§ GOAL OF THE EXERCISE:
If a line in the data has the string "Deserialize", please show it.

Segment Start: DATASET EXTRACT

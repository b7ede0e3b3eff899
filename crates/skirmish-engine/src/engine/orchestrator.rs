//! Episode gate and reset sequencing.
//!
//! ```text
//!            request_end()             poll(): Prepare            poll(): Finish
//!   Active ───────────────▶ Ending ────────────────────▶ Resetting ───────────────▶ Active
//!     ▲    (gate closes)                (delay starts)      (delay elapsed)  reopen()
//!     └──────────────────────────────────────────────────────────────────────────┘
//! ```
//!
//! The orchestrator only tracks state; the arena performs the work of each
//! [`ResetStage`]:
//!
//! - `Prepare`: flush metrics, advance the episode counter, notify listeners,
//!   resolve new settings
//! - `Finish`: repopulate obstacles, reset combatants, begin agent episodes, clear
//!   metrics, then [`EpisodeOrchestrator::reopen`]
//!
//! The configurable delay between the two stages is the only point where the
//! sequence waits; the rest of the simulation keeps ticking meanwhile. A reset in
//! flight cannot be cancelled.

use std::time::Duration;

use serde::{Deserialize, Serialize};
use tracing::debug;

use crate::{ConfigError, ensure_duration, ensure_positive};

#[derive(Debug, Clone, Copy, PartialEq, Serialize, Deserialize)]
#[serde(default)]
pub struct EpisodeConfig {
    /// When disabled, end requests are ignored and the trainer owns resets.
    pub auto_reset: bool,
    pub reset_delay_secs: f32,
    /// Ticks after which the episode ends as a draw. `0` disables the limit.
    pub max_episode_ticks: u64,
    pub invulnerability_secs: f32,
    /// Spawn radius as a fraction of the arena size.
    pub spawn_radius_fraction: f32,
}

impl Default for EpisodeConfig {
    fn default() -> Self {
        Self {
            auto_reset: true,
            reset_delay_secs: 0.0,
            max_episode_ticks: 0,
            invulnerability_secs: 1.5,
            spawn_radius_fraction: 0.7,
        }
    }
}

impl EpisodeConfig {
    pub fn validate(&self) -> Result<(), ConfigError> {
        ensure_duration("episode.reset_delay_secs", self.reset_delay_secs)?;
        ensure_duration("episode.invulnerability_secs", self.invulnerability_secs)?;
        ensure_positive("episode.spawn_radius_fraction", self.spawn_radius_fraction)?;
        Ok(())
    }

    /// Saturates at [`Duration::MAX`] for values [`validate`](Self::validate) rejects.
    #[must_use]
    pub fn reset_delay(&self) -> Duration {
        secs_to_duration(self.reset_delay_secs)
    }

    #[must_use]
    pub fn invulnerability(&self) -> Duration {
        secs_to_duration(self.invulnerability_secs)
    }
}

fn secs_to_duration(secs: f32) -> Duration {
    if secs.is_nan() || secs <= 0.0 {
        Duration::ZERO
    } else {
        Duration::try_from_secs_f32(secs).unwrap_or(Duration::MAX)
    }
}

#[derive(Debug, Clone, Copy, PartialEq, Eq, derive_more::IsVariant)]
pub enum EpisodePhase {
    Active,
    Ending,
    Resetting,
}

#[derive(
    Debug, Clone, Copy, PartialEq, Eq, Hash, Serialize, Deserialize, derive_more::Display,
)]
#[serde(rename_all = "snake_case")]
pub enum EndReason {
    #[display("kill")]
    Kill,
    #[display("boundary violation")]
    BoundaryViolation,
    #[display("time limit")]
    TimeLimit,
    #[display("external request")]
    External,
}

#[derive(Debug, Clone, Copy, PartialEq, Eq)]
pub enum ResetStage {
    Prepare,
    Finish,
}

#[derive(Debug, Clone)]
pub struct EpisodeOrchestrator {
    phase: EpisodePhase,
    auto_reset: bool,
    reset_delay: Duration,
    remaining_delay: Duration,
    episode_count: u64,
    episode_ticks: u64,
    end_reason: Option<EndReason>,
}

impl EpisodeOrchestrator {
    #[must_use]
    pub fn new(config: &EpisodeConfig) -> Self {
        Self {
            phase: EpisodePhase::Active,
            auto_reset: config.auto_reset,
            reset_delay: config.reset_delay(),
            remaining_delay: Duration::ZERO,
            episode_count: 0,
            episode_ticks: 0,
            end_reason: None,
        }
    }

    #[must_use]
    pub fn phase(&self) -> EpisodePhase {
        self.phase
    }

    /// Whether the gate is open.
    #[must_use]
    pub fn is_active(&self) -> bool {
        self.phase.is_active()
    }

    #[must_use]
    pub fn auto_reset(&self) -> bool {
        self.auto_reset
    }

    pub fn set_auto_reset(&mut self, enabled: bool) {
        self.auto_reset = enabled;
    }

    /// Number of completed episodes.
    #[must_use]
    pub fn episode_count(&self) -> u64 {
        self.episode_count
    }

    /// Ticks elapsed in the current episode.
    #[must_use]
    pub fn episode_ticks(&self) -> u64 {
        self.episode_ticks
    }

    /// Reason the current episode is ending, if it is.
    #[must_use]
    pub fn end_reason(&self) -> Option<EndReason> {
        self.end_reason
    }

    /// Closes the gate and schedules a reset.
    ///
    /// Returns `false` without any effect unless the episode is active and
    /// automatic reset is enabled. Terminal conditions detected by several sources
    /// in the same tick therefore end the episode exactly once.
    pub fn request_end(&mut self, reason: EndReason) -> bool {
        if !self.phase.is_active() || !self.auto_reset {
            debug!(%reason, phase = ?self.phase, "ignoring episode end request");
            return false;
        }
        self.phase = EpisodePhase::Ending;
        self.end_reason = Some(reason);
        true
    }

    /// Counts one tick of the active episode and returns the new tick count.
    pub fn record_tick(&mut self) -> u64 {
        if self.phase.is_active() {
            self.episode_ticks += 1;
        }
        self.episode_ticks
    }

    /// Advances the reset sequence by `dt` and returns the stage that must run now.
    pub fn poll(&mut self, dt: Duration) -> Option<ResetStage> {
        match self.phase {
            EpisodePhase::Active => None,
            EpisodePhase::Ending => {
                self.phase = EpisodePhase::Resetting;
                self.remaining_delay = self.reset_delay;
                Some(ResetStage::Prepare)
            }
            EpisodePhase::Resetting => {
                self.remaining_delay = self.remaining_delay.saturating_sub(dt);
                self.remaining_delay.is_zero().then_some(ResetStage::Finish)
            }
        }
    }

    /// Advances the episode counter and returns the new count.
    pub fn advance_episode(&mut self) -> u64 {
        self.episode_count += 1;
        self.episode_count
    }

    /// Reopens the gate for a fresh episode.
    pub fn reopen(&mut self) {
        self.phase = EpisodePhase::Active;
        self.episode_ticks = 0;
        self.end_reason = None;
        self.remaining_delay = Duration::ZERO;
    }
}

#[cfg(test)]
mod tests {
    use super::*;

    const TICK: Duration = Duration::from_millis(20);

    fn orchestrator(reset_delay_secs: f32) -> EpisodeOrchestrator {
        EpisodeOrchestrator::new(&EpisodeConfig {
            reset_delay_secs,
            ..EpisodeConfig::default()
        })
    }

    #[test]
    fn test_initial_phase_is_active() {
        let mut o = orchestrator(0.0);
        assert!(o.is_active());
        assert_eq!(o.poll(TICK), None);
        assert_eq!(o.episode_count(), 0);
    }

    #[test]
    fn test_second_request_is_ignored() {
        let mut o = orchestrator(0.0);
        assert!(o.request_end(EndReason::Kill));
        assert!(!o.request_end(EndReason::BoundaryViolation));
        assert_eq!(o.phase(), EpisodePhase::Ending);
        assert_eq!(o.end_reason(), Some(EndReason::Kill));
    }

    #[test]
    fn test_requests_ignored_while_resetting() {
        let mut o = orchestrator(1.0);
        o.request_end(EndReason::External);
        assert_eq!(o.poll(TICK), Some(ResetStage::Prepare));
        assert!(!o.request_end(EndReason::Kill));
        assert_eq!(o.phase(), EpisodePhase::Resetting);
    }

    #[test]
    fn test_disabled_auto_reset_keeps_gate_open() {
        let mut o = orchestrator(0.0);
        o.set_auto_reset(false);
        assert!(!o.request_end(EndReason::Kill));
        assert!(o.is_active());
    }

    #[test]
    fn test_zero_delay_finishes_on_next_poll() {
        let mut o = orchestrator(0.0);
        o.request_end(EndReason::Kill);
        assert_eq!(o.poll(TICK), Some(ResetStage::Prepare));
        assert_eq!(o.poll(Duration::ZERO), Some(ResetStage::Finish));
        o.reopen();
        assert!(o.is_active());
        assert_eq!(o.end_reason(), None);
    }

    #[test]
    fn test_delay_spans_multiple_polls() {
        let mut o = orchestrator(0.05);
        o.request_end(EndReason::TimeLimit);
        assert_eq!(o.poll(TICK), Some(ResetStage::Prepare));
        assert_eq!(o.poll(TICK), None);
        assert_eq!(o.poll(TICK), None);
        assert_eq!(o.poll(TICK), Some(ResetStage::Finish));
    }

    #[test]
    fn test_ticks_count_only_while_active() {
        let mut o = orchestrator(0.0);
        o.record_tick();
        o.record_tick();
        assert_eq!(o.episode_ticks(), 2);
        o.request_end(EndReason::External);
        assert_eq!(o.record_tick(), 2);
        o.poll(TICK);
        o.reopen();
        assert_eq!(o.episode_ticks(), 0);
    }

    #[test]
    fn test_unrepresentable_durations_are_rejected() {
        for (config, name) in [
            (
                EpisodeConfig {
                    reset_delay_secs: 1e20,
                    ..EpisodeConfig::default()
                },
                "episode.reset_delay_secs",
            ),
            (
                EpisodeConfig {
                    invulnerability_secs: 1e20,
                    ..EpisodeConfig::default()
                },
                "episode.invulnerability_secs",
            ),
        ] {
            assert_eq!(
                config.validate(),
                Err(ConfigError::DurationOutOfRange { name, value: 1e20 })
            );
        }
    }

    #[test]
    fn test_duration_accessors_saturate() {
        let config = EpisodeConfig {
            reset_delay_secs: 1e20,
            invulnerability_secs: -1.0,
            ..EpisodeConfig::default()
        };
        assert_eq!(config.reset_delay(), Duration::MAX);
        assert_eq!(config.invulnerability(), Duration::ZERO);
        assert_eq!(
            EpisodeConfig::default().invulnerability(),
            Duration::from_millis(1500)
        );
    }

    #[test]
    fn test_advance_episode_counts_up() {
        let mut o = orchestrator(0.0);
        assert_eq!(o.advance_episode(), 1);
        assert_eq!(o.advance_episode(), 2);
        assert_eq!(o.episode_count(), 2);
    }
}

Segment End: DATASET EXTRACT

§ EXERCISE SOLUTION:
use serde::{Deserialize, Serialize};
#[derive(Debug, Clone, Copy, PartialEq, Serialize, Deserialize)]
    Debug, Clone, Copy, PartialEq, Eq, Hash, Serialize, Deserialize, derive_more::Display,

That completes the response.